Task — Please restate exactly what appears in the records below from the first line to the line where "use std::sync::Arc;" is, that line included.
##############################
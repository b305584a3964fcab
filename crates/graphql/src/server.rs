//! GraphQL HTTP server.
//!
//! Resolves the request's bearer session token into a [`SessionUser`]
//! before query execution, so resolvers never touch raw credentials.

use std::future::Future;
use std::sync::Arc;

use async_graphql::http::GraphiQLSource;
use async_graphql_axum::{GraphQLRequest, GraphQLResponse};
use axum::{
    extract::State,
    http::{header::AUTHORIZATION, HeaderMap},
    response::{Html, IntoResponse},
    routing::get,
    Router,
};
use chrono::Utc;
use tracing::{debug, info, warn};
use uuid::Uuid;

use stringsync_core::models::SessionUser;
use stringsync_core::services::AuthService;

use crate::schema::SessionToken;
use crate::types::StringsyncSchema;

/// Server configuration.
#[derive(Debug, Clone)]
pub struct ServerConfig {
    pub host: String,
    pub port: u16,
    pub enable_playground: bool,
}

impl Default for ServerConfig {
    fn default() -> Self {
        Self {
            host: "0.0.0.0".to_string(),
            port: 4000,
            enable_playground: true,
        }
    }
}

#[derive(Clone)]
struct AppState {
    schema: StringsyncSchema,
    auth: Arc<AuthService>,
}

/// Start the GraphQL server.
pub async fn serve(
    schema: StringsyncSchema,
    auth: Arc<AuthService>,
    config: ServerConfig,
) -> Result<(), std::io::Error> {
    let app = router(schema, auth, &config);

    let addr = format!("{}:{}", config.host, config.port);
    let listener = tokio::net::TcpListener::bind(&addr).await?;

    info!("⚡ GraphQL server listening on http://{}", addr);

    axum::serve(listener, app).await
}

/// Start the GraphQL server with graceful shutdown support.
pub async fn serve_with_shutdown<F>(
    schema: StringsyncSchema,
    auth: Arc<AuthService>,
    config: ServerConfig,
    shutdown_signal: F,
) -> Result<(), std::io::Error>
where
    F: Future<Output = ()> + Send + 'static,
{
    let app = router(schema, auth, &config);

    let addr = format!("{}:{}", config.host, config.port);
    let listener = tokio::net::TcpListener::bind(&addr).await?;

    debug!(addr = %addr, "Server listening");

    axum::serve(listener, app)
        .with_graceful_shutdown(shutdown_signal)
        .await
}

fn router(schema: StringsyncSchema, auth: Arc<AuthService>, config: &ServerConfig) -> Router {
    let mut app = Router::new()
        .route("/graphql", get(graphql_playground).post(graphql_handler))
        .route("/health", get(health_check))
        .with_state(AppState { schema, auth });

    if config.enable_playground {
        app = app.route("/", get(graphql_playground));
    }

    app
}

/// GraphQL query handler.
///
/// A broken session lookup degrades the caller to anonymous rather
/// than failing the transport; any operation that actually needs auth
/// will then reject with a precise error.
async fn graphql_handler(
    State(state): State<AppState>,
    headers: HeaderMap,
    req: GraphQLRequest,
) -> GraphQLResponse {
    let token = bearer_token(&headers);
    let session_user = match state.auth.session_user(token, Utc::now()).await {
        Ok(session_user) => session_user,
        Err(e) => {
            warn!(error = %e, "⚠️  Session lookup failed, treating caller as anonymous");
            SessionUser::anonymous()
        }
    };

    let req = req
        .into_inner()
        .data(session_user)
        .data(SessionToken(token));
    state.schema.execute(req).await.into()
}

/// Extract the session token from the Authorization header.
fn bearer_token(headers: &HeaderMap) -> Option<Uuid> {
    headers
        .get(AUTHORIZATION)
        .and_then(|value| value.to_str().ok())
        .and_then(|value| value.strip_prefix("Bearer "))
        .and_then(|token| Uuid::parse_str(token.trim()).ok())
}

/// GraphQL Playground UI.
async fn graphql_playground() -> impl IntoResponse {
    Html(GraphiQLSource::build().endpoint("/graphql").finish())
}

/// Health check endpoint.
async fn health_check() -> &'static str {
    "OK"
}

#[cfg(test)]
mod tests {
    use super::*;
    use axum::http::HeaderValue;

    #[test]
    fn bearer_token_parses_well_formed_headers() {
        let token = Uuid::new_v4();
        let mut headers = HeaderMap::new();
        headers.insert(
            AUTHORIZATION,
            HeaderValue::from_str(&format!("Bearer {token}")).unwrap(),
        );
        assert_eq!(bearer_token(&headers), Some(token));
    }

    #[test]
    fn bearer_token_rejects_malformed_headers() {
        let mut headers = HeaderMap::new();
        assert_eq!(bearer_token(&headers), None);

        headers.insert(AUTHORIZATION, HeaderValue::from_static("Bearer not-a-uuid"));
        assert_eq!(bearer_token(&headers), None);

        headers.insert(
            AUTHORIZATION,
            HeaderValue::from_static("Basic dXNlcjpwYXNz"),
        );
        assert_eq!(bearer_token(&headers), None);
    }
}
##############################
Answer section —
repository b305584a3964fcab
filename crates/graphql/src/server.rs
//! GraphQL HTTP server.
//!
//! Resolves the request's bearer session token into a [`SessionUser`]
//! before query execution, so resolvers never touch raw credentials.

use std::future::Future;
use std::sync::Arc;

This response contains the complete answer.